Given entries Block Start

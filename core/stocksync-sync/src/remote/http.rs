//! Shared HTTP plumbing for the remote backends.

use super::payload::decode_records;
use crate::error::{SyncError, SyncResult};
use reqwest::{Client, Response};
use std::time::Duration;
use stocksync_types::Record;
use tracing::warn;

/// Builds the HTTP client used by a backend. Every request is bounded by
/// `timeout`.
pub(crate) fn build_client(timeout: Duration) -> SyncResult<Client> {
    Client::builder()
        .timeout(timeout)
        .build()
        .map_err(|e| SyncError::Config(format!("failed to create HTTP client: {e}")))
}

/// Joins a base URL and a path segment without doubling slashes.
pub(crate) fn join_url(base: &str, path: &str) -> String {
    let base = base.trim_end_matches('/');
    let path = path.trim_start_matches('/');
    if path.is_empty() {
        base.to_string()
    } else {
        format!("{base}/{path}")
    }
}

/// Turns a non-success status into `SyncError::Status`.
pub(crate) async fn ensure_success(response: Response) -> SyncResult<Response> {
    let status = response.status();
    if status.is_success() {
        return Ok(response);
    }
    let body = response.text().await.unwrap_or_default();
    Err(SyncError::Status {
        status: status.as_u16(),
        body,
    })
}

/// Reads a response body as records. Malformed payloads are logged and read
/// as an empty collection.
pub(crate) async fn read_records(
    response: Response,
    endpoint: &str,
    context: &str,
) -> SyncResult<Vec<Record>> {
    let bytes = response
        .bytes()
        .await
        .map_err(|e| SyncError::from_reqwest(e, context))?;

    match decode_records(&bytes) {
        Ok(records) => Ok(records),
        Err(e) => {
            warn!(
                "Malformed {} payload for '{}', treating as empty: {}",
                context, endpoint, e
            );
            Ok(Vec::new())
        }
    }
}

Given entries Block End
Given entries Block Start

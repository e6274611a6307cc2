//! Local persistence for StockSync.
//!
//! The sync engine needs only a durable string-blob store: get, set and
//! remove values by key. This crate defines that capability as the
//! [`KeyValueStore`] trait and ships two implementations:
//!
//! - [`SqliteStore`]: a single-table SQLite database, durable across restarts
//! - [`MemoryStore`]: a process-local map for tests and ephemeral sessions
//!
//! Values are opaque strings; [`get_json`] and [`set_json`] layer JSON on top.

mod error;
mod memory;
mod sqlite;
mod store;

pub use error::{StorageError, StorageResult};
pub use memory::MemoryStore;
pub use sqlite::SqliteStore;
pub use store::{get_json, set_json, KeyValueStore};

Given entries Block End
Given entries Block Start

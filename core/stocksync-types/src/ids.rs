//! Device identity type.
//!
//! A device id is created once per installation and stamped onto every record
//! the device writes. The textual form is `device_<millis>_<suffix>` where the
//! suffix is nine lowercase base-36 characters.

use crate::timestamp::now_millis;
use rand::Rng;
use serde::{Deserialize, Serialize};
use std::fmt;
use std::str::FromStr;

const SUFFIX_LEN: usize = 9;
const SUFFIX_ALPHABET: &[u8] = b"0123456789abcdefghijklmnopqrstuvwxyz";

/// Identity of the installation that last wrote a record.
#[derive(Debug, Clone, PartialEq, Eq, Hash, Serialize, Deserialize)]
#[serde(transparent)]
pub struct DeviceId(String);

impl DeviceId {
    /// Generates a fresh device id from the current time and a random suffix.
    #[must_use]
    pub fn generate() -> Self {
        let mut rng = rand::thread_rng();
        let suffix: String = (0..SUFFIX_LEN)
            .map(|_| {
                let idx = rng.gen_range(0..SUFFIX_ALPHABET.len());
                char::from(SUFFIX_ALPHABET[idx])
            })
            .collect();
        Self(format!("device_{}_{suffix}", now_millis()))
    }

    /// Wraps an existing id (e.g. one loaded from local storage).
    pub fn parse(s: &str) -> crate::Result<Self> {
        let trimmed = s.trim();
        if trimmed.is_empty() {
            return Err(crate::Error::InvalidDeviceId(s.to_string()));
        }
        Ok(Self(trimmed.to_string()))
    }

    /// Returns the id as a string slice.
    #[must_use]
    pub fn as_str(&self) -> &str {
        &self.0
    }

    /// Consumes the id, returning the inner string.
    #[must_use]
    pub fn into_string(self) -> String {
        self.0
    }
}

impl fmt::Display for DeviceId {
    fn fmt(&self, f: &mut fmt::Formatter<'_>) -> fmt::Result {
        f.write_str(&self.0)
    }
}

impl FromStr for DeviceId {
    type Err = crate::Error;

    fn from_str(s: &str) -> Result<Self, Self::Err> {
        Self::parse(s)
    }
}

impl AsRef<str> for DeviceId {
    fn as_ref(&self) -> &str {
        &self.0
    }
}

Given entries Block End

• _Task instructions_
Your task is to retype the entries verbatim, starting with the line that holds "filename core/stocksync-sync/src/remote/http.rs" and stopping after the line that holds "is bounded by".

• _Output of the task_
filename core/stocksync-sync/src/remote/http.rs
//! Shared HTTP plumbing for the remote backends.

use super::payload::decode_records;
use crate::error::{SyncError, SyncResult};
use reqwest::{Client, Response};
use std::time::Duration;
use stocksync_types::Record;
use tracing::warn;

/// Builds the HTTP client used by a backend. Every request is bounded by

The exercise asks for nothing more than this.